Durant le xxe siècle, les principes fondamentaux de la physique ont perdu les couleurs de fausse évidence qui étaient les leurs au début de l'ère scientifique. C'est là la contrepartie de l'ordre qu'ils confèrent maintenant à des secteurs très étendus du système des connaissances.

Une analyse très sommaire permet déjà de distinguer deux niveaux dans ce processus de dépassement de la vision du sens commun. Le premier comporte l'abandon – imposé par les faits et leur synthèse cohérente – de certaines idées familières. Le second est plus radical encore. Il met en question la hiérarchie même des rapports de la réalité et du savoir.

Le dépassement des idées familières

Les progrès conceptuels dus à la théorie de la relativité et certains de ceux dus à la mécanique quantique ont – à un premier niveau déjà très important – entraîné le dépassement d'idées naïves.

Ce n'est pas que, à proprement parler, la relativité soit à l'origine de ce mouvement. De tout temps, la science a révélé à ses adeptes le caractère circonstantiel, pratique et par conséquent révisable de bien des notions que l'homme est instinctivement porté à ériger en absolu. La découverte, très ancienne, de l'isotropie de l'espace est un exemple de cela (que l'on se remémore à ce sujet la place des catégories « debout » ou « couché » dans les philosophies primitives). Il faut reconnaître cependant que, durant l'ère prérelativiste, la plupart des notions de base qu'utilisaient la physique et les autres sciences étaient des concepts empruntés presque sans changement à l'expérience familière : les atomes étaient des grains, la lumière était faite de vagues. En démontrant l'inadéquation à la description du réel observé de certaines notions de ce type – espace euclidien, temps absolu –, la relativité a donc bien donné le signal d'une évolution essentielle.

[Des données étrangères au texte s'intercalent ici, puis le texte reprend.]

//! Pure extractors over page bodies.
//!
//! Two narrow parsers: one for the `$Config` JSON object the sign-in pages
//! embed in their script, one for HTML forms and their inputs.

use std::sync::LazyLock;

use regex::Regex;
use scraper::{ElementRef, Html, Selector};
use serde::de::DeserializeOwned;

static CONFIG_START: LazyLock<Regex> =
    LazyLock::new(|| Regex::new(r"\$Config\s*=\s*").expect("static regex"));
static FORM: LazyLock<Selector> = LazyLock::new(|| selector("form"));
static INPUT: LazyLock<Selector> = LazyLock::new(|| selector("input"));

fn selector(css: &str) -> Selector {
    Selector::parse(css).expect("static selector")
}

#[derive(Debug, thiserror::Error)]
pub enum ConfigError {
    #[error("$Config object not found")]
    NotFound,
    #[error("invalid $Config JSON")]
    Json(#[from] serde_json::Error),
}

/// Parse the JSON object assigned to `$Config` in a page's script.
///
/// Only the object itself is consumed; whatever follows it (`;`, more
/// script) is ignored, so values containing semicolons parse correctly.
pub fn embedded_config<T: DeserializeOwned>(html: &str) -> Result<T, ConfigError> {
    let start = CONFIG_START.find(html).ok_or(ConfigError::NotFound)?;
    let rest = &html[start.end()..];
    if !rest.starts_with('{') {
        return Err(ConfigError::NotFound);
    }

    let mut values = serde_json::Deserializer::from_str(rest).into_iter::<T>();
    match values.next() {
        Some(value) => Ok(value?),
        None => Err(ConfigError::NotFound),
    }
}

/// An HTML form: its raw `action` attribute and every named input in
/// document order.
#[derive(Debug, Clone, Default, PartialEq, Eq)]
pub struct HtmlForm {
    pub action: Option<String>,
    pub fields: Vec<(String, String)>,
}

impl HtmlForm {
    fn from_element(form: ElementRef<'_>) -> Self {
        let action = form
            .value()
            .attr("action")
            .filter(|a| !a.trim().is_empty())
            .map(|a| a.trim().to_string());

        let fields = form
            .select(&INPUT)
            .filter_map(|input| {
                let name = input.value().attr("name").filter(|n| !n.is_empty())?;
                let value = input.value().attr("value").unwrap_or_default();
                Some((name.to_string(), value.to_string()))
            })
            .collect();

        Self { action, fields }
    }

    #[cfg(test)]
    fn get(&self, name: &str) -> Option<&str> {
        self.fields
            .iter()
            .find(|(n, _)| n == name)
            .map(|(_, v)| v.as_str())
    }

    /// Set a field, replacing any existing inputs of that name in place or
    /// appending when absent.
    pub fn set(&mut self, name: &str, value: impl Into<String>) {
        let value = value.into();
        match self.fields.iter().position(|(n, _)| n == name) {
            Some(index) => {
                self.fields[index].1 = value;
                let mut seen = 0;
                self.fields.retain(|(n, _)| {
                    if n != name {
                        return true;
                    }
                    seen += 1;
                    seen == 1
                });
            }
            None => self.fields.push((name.to_string(), value)),
        }
    }
}

/// The first `<form>` in the page.
pub fn first_form(html: &str) -> Option<HtmlForm> {
    let document = Html::parse_document(html);
    let form = document.select(&FORM).next()?;
    Some(HtmlForm::from_element(form))
}

/// True when the page has a form and at least one hidden input or a
/// `SAMLResponse` input.
pub fn has_hidden_form(html: &str) -> bool {
    let document = Html::parse_document(html);
    if document.select(&FORM).next().is_none() {
        return false;
    }
    let has_hidden = document.select(&INPUT).any(|input| {
        input
            .value()
            .attr("type")
            .is_some_and(|t| t.eq_ignore_ascii_case("hidden"))
    });
    has_hidden || named_input(&document, "SAMLResponse").is_some()
}

/// Value of the first input named `name`, anywhere in the page.
pub fn input_value(html: &str, name: &str) -> Option<String> {
    let document = Html::parse_document(html);
    named_input(&document, name)
}

/// The completed assertion, when the page carries a `SAMLResponse` input
/// with a value.
pub fn saml_response(html: &str) -> Option<String> {
    input_value(html, "SAMLResponse").filter(|v| !v.is_empty())
}

fn named_input(document: &Html, name: &str) -> Option<String> {
    document
        .select(&INPUT)
        .find(|input| input.value().attr("name") == Some(name))
        .map(|input| input.value().attr("value").unwrap_or_default().to_string())
}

Toutefois, la relativité n'a pas eu seulement ce type d'implication pour la pensée. Par exemple, l'une de ses conséquences générales, qu'Einstein rangeait parmi les plus significatives de toutes, fait échec à certaines des vues de Kant. Ce dernier espérait trouver la solution de problèmes, très réels et encore pendants, de la théorie de la connaissance, en établissant que la réalité fondamentale, la « chose en soi », ne peut être connue des hommes. Ceux-ci ont dans l'esprit des « cadres a priori » dans lesquels ils ne peuvent faire autrement que d'insérer leur expérience. Ces a priori sont absolus et immuables. L'espace euclidien et le temps absolu en font partie.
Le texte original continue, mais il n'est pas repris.